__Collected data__
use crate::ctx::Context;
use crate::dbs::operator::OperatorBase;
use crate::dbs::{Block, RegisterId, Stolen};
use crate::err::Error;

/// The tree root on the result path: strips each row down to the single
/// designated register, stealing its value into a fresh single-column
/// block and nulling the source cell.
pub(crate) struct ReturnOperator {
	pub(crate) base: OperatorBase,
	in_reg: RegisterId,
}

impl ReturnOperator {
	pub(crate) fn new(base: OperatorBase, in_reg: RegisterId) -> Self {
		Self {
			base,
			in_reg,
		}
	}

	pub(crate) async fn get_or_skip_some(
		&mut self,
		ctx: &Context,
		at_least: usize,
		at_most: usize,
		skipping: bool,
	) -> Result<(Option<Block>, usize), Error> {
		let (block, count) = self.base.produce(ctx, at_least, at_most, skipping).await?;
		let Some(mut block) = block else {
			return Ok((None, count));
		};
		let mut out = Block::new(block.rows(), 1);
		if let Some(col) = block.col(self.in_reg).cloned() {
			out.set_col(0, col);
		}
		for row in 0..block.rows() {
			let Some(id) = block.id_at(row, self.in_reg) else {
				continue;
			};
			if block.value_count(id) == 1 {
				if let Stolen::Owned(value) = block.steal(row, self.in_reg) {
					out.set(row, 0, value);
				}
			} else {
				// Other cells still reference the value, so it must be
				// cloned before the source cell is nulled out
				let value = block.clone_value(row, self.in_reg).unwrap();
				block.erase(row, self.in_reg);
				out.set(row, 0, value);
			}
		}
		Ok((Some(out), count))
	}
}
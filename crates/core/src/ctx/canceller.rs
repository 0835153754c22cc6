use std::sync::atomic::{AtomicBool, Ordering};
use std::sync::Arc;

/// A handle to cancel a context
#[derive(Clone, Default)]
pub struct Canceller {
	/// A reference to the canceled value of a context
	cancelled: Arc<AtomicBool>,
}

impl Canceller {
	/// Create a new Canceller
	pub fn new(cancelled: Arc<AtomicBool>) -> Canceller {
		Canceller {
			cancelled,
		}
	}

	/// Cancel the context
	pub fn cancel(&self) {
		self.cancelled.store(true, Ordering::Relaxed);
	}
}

__Task directions__
A word-for-word transcription of all the data is needed.

__Exercise output__
use crate::ctx::Context;
use crate::dbs::operator::OperatorBase;
use crate::dbs::{Block, RegisterId, Stolen};
use crate::err::Error;

/// The tree root on the result path: strips each row down to the single
/// designated register, stealing its value into a fresh single-column
/// block and nulling the source cell.
pub(crate) struct ReturnOperator {
	pub(crate) base: OperatorBase,
	in_reg: RegisterId,
}

impl ReturnOperator {
	pub(crate) fn new(base: OperatorBase, in_reg: RegisterId) -> Self {
		Self {
			base,
			in_reg,
		}
	}

	pub(crate) async fn get_or_skip_some(
		&mut self,
		ctx: &Context,
		at_least: usize,
		at_most: usize,
		skipping: bool,
	) -> Result<(Option<Block>, usize), Error> {
		let (block, count) = self.base.produce(ctx, at_least, at_most, skipping).await?;
		let Some(mut block) = block else {
			return Ok((None, count));
		};
		let mut out = Block::new(block.rows(), 1);
		if let Some(col) = block.col(self.in_reg).cloned() {
			out.set_col(0, col);
		}
		for row in 0..block.rows() {
			let Some(id) = block.id_at(row, self.in_reg) else {
				continue;
			};
			if block.value_count(id) == 1 {
				if let Stolen::Owned(value) = block.steal(row, self.in_reg) {
					out.set(row, 0, value);
				}
			} else {
				// Other cells still reference the value, so it must be
				// cloned before the source cell is nulled out
				let value = block.clone_value(row, self.in_reg).unwrap();
				block.erase(row, self.in_reg);
				out.set(row, 0, value);
			}
		}
		Ok((Some(out), count))
	}
}
filename crates/core/src/ctx/canceller.rs
repository 0835153754c22cc6
use std::sync::atomic::{AtomicBool, Ordering};
use std::sync::Arc;

/// A handle to cancel a context
#[derive(Clone, Default)]
pub struct Canceller {
	/// A reference to the canceled value of a context
	cancelled: Arc<AtomicBool>,
}

impl Canceller {
	/// Create a new Canceller
	pub fn new(cancelled: Arc<AtomicBool>) -> Canceller {
		Canceller {
			cancelled,
		}
	}

	/// Cancel the context
	pub fn cancel(&self) {
		self.cancelled.store(true, Ordering::Relaxed);
	}
}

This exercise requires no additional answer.